Assignment —
Lines from the records below that contain the word "warn" are to be copied out.

Stored items:
|---|

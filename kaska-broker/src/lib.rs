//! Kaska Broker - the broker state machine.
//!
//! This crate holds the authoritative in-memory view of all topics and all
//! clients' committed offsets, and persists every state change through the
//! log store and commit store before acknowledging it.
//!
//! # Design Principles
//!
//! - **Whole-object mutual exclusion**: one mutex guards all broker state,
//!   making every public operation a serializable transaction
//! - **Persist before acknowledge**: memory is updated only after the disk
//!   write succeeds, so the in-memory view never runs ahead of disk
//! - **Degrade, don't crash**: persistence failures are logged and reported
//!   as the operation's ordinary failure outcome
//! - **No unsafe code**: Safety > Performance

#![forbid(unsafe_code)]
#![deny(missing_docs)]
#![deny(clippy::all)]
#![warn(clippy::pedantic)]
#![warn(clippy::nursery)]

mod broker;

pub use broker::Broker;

|---|

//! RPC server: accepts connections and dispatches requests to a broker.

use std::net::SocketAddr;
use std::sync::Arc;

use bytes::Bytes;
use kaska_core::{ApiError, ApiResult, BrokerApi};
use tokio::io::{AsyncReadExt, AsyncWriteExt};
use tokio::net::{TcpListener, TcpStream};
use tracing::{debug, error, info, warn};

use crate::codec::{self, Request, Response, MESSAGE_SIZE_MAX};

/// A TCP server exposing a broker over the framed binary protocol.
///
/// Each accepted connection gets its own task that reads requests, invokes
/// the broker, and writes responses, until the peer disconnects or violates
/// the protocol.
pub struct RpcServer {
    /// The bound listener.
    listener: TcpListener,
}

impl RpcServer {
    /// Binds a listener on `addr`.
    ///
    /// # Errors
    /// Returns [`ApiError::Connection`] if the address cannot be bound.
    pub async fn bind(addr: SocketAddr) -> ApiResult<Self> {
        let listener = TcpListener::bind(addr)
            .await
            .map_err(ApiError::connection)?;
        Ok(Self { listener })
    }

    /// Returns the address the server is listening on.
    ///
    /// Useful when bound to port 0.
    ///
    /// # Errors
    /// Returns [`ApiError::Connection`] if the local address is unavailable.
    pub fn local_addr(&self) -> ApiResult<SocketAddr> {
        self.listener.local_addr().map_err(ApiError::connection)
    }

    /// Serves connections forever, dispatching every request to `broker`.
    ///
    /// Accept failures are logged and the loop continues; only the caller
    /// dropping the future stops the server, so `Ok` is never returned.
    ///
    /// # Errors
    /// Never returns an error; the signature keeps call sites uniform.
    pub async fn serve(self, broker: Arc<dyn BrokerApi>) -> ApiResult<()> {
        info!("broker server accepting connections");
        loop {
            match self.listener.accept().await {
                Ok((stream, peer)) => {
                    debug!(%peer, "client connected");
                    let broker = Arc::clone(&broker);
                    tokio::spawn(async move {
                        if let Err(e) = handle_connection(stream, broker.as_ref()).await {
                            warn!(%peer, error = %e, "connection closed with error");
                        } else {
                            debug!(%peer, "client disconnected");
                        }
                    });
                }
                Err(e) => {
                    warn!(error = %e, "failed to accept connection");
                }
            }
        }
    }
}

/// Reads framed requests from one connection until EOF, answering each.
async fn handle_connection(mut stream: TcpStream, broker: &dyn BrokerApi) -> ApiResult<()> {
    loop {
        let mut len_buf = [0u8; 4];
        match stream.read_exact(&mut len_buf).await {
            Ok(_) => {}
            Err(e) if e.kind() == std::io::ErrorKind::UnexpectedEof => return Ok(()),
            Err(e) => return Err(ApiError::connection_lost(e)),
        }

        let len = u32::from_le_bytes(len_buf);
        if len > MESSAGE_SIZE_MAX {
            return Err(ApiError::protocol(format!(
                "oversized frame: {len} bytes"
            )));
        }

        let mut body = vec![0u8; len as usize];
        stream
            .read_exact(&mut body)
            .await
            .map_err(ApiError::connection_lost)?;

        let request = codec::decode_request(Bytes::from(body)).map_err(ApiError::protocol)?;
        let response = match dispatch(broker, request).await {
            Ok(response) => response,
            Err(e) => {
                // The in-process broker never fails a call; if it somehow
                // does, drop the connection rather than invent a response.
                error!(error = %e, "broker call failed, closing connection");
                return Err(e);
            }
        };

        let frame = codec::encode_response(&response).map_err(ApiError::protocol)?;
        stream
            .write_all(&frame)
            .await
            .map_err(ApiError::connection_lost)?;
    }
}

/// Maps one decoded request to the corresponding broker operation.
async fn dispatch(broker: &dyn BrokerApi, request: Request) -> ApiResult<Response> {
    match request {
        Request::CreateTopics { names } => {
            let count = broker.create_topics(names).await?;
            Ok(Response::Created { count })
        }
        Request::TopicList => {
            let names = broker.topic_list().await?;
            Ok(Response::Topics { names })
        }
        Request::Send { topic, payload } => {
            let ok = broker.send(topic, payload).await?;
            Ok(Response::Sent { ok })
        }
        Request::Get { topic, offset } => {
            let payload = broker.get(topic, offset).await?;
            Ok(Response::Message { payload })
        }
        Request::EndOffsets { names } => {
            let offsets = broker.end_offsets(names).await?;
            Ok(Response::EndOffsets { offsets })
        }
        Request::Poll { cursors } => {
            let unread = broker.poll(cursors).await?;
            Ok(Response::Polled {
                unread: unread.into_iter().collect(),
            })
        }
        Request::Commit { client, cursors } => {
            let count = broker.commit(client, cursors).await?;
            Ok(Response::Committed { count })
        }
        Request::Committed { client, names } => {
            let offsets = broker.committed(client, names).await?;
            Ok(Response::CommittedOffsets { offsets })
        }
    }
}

|---|

Solution to the problem —
#![warn(clippy::pedantic)]
#![warn(clippy::nursery)]
use tracing::{debug, error, info, warn};
                            warn!(%peer, error = %e, "connection closed with error");
                    warn!(error = %e, "failed to accept connection");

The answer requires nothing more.